Determine how many lines in the records hold the word "slices". Return the number alone.

***

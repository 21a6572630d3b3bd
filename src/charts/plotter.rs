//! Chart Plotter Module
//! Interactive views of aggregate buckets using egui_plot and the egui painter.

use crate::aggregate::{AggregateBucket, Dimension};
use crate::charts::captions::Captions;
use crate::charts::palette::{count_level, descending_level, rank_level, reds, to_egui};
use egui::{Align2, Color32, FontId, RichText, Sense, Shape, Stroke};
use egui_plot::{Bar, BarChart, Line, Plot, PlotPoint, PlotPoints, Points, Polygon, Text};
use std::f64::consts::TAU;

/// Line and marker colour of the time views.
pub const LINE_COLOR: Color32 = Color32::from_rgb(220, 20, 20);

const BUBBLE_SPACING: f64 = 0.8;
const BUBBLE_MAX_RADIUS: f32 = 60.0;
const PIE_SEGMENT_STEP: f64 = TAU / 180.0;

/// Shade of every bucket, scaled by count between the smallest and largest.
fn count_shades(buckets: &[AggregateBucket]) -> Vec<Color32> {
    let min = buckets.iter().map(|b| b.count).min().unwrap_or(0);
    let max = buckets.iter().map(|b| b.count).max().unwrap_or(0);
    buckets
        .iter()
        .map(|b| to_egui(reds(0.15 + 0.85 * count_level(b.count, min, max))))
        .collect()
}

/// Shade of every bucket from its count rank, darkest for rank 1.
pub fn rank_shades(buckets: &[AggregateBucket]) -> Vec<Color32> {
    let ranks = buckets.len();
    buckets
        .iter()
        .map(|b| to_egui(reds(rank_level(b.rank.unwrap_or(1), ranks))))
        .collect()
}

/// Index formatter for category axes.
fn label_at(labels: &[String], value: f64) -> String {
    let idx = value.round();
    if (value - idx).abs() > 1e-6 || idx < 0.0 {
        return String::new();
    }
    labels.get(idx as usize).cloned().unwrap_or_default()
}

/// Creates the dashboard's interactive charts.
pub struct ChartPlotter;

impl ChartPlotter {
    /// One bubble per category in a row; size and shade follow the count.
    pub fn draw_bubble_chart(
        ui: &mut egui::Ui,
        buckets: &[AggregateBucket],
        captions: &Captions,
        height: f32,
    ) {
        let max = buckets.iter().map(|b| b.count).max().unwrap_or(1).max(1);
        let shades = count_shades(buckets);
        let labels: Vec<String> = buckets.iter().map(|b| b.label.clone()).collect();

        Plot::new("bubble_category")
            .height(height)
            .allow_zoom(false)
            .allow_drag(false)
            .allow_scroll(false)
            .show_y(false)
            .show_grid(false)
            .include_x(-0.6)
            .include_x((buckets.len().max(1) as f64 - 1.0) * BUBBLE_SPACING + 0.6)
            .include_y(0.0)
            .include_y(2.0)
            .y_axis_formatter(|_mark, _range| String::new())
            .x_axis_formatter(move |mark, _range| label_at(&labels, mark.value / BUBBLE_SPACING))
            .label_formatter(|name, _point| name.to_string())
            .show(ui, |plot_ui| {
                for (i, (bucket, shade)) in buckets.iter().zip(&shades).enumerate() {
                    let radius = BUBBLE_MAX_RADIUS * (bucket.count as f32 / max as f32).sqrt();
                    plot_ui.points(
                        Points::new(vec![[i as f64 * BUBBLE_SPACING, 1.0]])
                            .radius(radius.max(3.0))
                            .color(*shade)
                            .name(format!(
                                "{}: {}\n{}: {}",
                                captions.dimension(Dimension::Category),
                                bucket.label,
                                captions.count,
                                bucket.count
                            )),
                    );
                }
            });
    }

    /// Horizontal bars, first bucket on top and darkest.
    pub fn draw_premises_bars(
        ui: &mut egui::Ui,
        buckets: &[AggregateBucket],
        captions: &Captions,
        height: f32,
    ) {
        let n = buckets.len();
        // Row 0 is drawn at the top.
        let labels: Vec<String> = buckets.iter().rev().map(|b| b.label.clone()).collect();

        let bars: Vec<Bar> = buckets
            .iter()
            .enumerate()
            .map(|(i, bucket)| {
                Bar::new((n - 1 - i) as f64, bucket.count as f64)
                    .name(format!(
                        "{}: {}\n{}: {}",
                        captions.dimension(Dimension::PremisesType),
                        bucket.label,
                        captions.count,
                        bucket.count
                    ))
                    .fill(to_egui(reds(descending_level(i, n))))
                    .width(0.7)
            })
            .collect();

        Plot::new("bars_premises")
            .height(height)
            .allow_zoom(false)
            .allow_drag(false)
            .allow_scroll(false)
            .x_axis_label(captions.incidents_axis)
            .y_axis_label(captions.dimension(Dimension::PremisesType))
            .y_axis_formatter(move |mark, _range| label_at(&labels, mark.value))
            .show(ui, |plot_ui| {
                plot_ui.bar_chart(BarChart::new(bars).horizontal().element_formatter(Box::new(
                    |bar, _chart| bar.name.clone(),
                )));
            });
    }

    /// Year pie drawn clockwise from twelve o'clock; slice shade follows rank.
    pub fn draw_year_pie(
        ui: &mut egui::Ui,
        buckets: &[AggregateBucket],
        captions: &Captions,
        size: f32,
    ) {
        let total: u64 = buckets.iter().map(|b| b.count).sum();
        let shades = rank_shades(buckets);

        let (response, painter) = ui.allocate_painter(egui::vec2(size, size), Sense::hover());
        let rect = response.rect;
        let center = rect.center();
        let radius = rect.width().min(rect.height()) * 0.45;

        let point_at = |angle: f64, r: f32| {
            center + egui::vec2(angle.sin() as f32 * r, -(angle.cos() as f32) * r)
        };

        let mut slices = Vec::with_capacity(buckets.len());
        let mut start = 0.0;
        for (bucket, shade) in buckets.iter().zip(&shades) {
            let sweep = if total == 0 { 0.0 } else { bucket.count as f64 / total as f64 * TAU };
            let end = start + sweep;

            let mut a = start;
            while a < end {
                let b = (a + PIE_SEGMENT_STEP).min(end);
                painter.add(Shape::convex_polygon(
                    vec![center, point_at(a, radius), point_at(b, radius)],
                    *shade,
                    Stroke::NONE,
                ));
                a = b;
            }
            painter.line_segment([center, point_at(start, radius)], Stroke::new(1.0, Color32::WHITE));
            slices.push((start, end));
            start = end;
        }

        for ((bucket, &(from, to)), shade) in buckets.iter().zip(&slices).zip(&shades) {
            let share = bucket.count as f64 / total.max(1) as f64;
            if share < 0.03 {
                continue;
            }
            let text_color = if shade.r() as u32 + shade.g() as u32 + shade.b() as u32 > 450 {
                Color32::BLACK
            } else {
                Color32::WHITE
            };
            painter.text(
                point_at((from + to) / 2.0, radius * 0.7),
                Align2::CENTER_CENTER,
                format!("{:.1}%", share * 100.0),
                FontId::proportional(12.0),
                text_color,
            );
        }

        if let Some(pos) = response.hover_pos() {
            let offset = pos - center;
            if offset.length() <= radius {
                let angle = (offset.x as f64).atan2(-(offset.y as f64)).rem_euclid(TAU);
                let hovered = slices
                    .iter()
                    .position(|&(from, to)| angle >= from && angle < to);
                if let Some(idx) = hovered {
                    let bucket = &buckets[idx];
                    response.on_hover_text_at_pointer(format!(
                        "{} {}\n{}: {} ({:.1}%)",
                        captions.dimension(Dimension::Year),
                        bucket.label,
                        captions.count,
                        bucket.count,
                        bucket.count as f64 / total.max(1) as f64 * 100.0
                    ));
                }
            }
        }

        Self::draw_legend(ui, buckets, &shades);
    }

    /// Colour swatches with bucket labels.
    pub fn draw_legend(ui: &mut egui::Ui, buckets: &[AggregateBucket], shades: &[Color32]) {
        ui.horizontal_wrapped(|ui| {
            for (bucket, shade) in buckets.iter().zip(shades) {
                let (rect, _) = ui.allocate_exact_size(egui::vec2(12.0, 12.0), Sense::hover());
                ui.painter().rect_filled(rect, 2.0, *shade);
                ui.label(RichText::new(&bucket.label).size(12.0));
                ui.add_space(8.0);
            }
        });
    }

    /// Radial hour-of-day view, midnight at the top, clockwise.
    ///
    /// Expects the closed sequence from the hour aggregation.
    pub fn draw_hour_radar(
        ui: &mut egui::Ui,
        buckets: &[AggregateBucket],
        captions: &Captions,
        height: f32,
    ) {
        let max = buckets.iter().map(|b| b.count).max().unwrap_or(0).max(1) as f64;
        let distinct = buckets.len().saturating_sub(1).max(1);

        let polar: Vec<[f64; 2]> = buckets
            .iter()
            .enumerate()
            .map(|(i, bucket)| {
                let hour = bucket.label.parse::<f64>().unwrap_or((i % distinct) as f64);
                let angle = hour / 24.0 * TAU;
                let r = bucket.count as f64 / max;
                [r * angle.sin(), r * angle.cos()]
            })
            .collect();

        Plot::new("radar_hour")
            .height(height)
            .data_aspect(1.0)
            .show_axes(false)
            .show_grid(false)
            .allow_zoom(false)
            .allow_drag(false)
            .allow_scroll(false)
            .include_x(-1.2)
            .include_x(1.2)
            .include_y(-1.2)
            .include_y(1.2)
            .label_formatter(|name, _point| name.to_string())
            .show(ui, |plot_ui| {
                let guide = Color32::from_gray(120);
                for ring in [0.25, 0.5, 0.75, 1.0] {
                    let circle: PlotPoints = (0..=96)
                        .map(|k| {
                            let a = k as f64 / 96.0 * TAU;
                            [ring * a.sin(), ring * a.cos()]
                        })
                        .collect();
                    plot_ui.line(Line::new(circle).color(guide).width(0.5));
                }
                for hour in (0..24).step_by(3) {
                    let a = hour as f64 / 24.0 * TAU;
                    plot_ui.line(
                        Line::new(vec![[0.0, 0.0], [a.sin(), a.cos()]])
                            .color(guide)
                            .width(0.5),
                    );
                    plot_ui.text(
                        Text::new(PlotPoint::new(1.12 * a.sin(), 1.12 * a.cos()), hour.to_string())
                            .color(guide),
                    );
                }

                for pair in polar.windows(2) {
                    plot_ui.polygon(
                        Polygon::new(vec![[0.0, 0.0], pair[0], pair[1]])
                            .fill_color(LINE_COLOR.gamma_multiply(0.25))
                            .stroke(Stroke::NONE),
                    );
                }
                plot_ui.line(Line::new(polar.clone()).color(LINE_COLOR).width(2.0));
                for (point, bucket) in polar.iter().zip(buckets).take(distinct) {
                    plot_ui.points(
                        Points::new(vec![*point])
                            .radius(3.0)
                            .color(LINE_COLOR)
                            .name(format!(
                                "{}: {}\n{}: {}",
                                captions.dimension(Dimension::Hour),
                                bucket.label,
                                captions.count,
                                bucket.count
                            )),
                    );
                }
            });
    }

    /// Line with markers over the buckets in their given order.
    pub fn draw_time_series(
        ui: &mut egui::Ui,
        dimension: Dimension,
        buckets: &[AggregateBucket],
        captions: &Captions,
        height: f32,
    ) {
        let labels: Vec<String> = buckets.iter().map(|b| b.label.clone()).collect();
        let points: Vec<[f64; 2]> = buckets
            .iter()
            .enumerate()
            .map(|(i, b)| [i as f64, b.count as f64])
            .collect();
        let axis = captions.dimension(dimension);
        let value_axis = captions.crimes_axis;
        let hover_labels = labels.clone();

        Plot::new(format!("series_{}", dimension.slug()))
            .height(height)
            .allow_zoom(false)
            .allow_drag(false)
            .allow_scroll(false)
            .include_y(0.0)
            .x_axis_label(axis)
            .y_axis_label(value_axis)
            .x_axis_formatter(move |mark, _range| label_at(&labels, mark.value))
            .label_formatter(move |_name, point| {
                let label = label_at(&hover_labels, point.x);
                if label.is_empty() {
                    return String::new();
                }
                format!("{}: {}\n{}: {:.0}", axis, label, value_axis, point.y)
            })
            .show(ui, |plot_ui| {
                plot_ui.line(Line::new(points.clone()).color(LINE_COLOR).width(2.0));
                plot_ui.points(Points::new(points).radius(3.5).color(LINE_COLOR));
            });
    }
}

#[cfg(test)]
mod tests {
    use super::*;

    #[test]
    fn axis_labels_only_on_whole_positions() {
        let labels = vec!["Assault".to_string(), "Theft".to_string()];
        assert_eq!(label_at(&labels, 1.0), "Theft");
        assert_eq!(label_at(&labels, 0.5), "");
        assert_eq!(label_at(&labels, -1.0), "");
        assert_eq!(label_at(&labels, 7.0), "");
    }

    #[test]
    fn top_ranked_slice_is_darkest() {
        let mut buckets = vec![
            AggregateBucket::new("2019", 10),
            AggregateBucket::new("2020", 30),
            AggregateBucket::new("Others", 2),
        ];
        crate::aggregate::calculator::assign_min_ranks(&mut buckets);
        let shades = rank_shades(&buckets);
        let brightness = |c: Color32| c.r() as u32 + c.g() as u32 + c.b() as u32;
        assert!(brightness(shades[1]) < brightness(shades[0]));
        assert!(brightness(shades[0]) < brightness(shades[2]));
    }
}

***

## TASK OUTPUT
4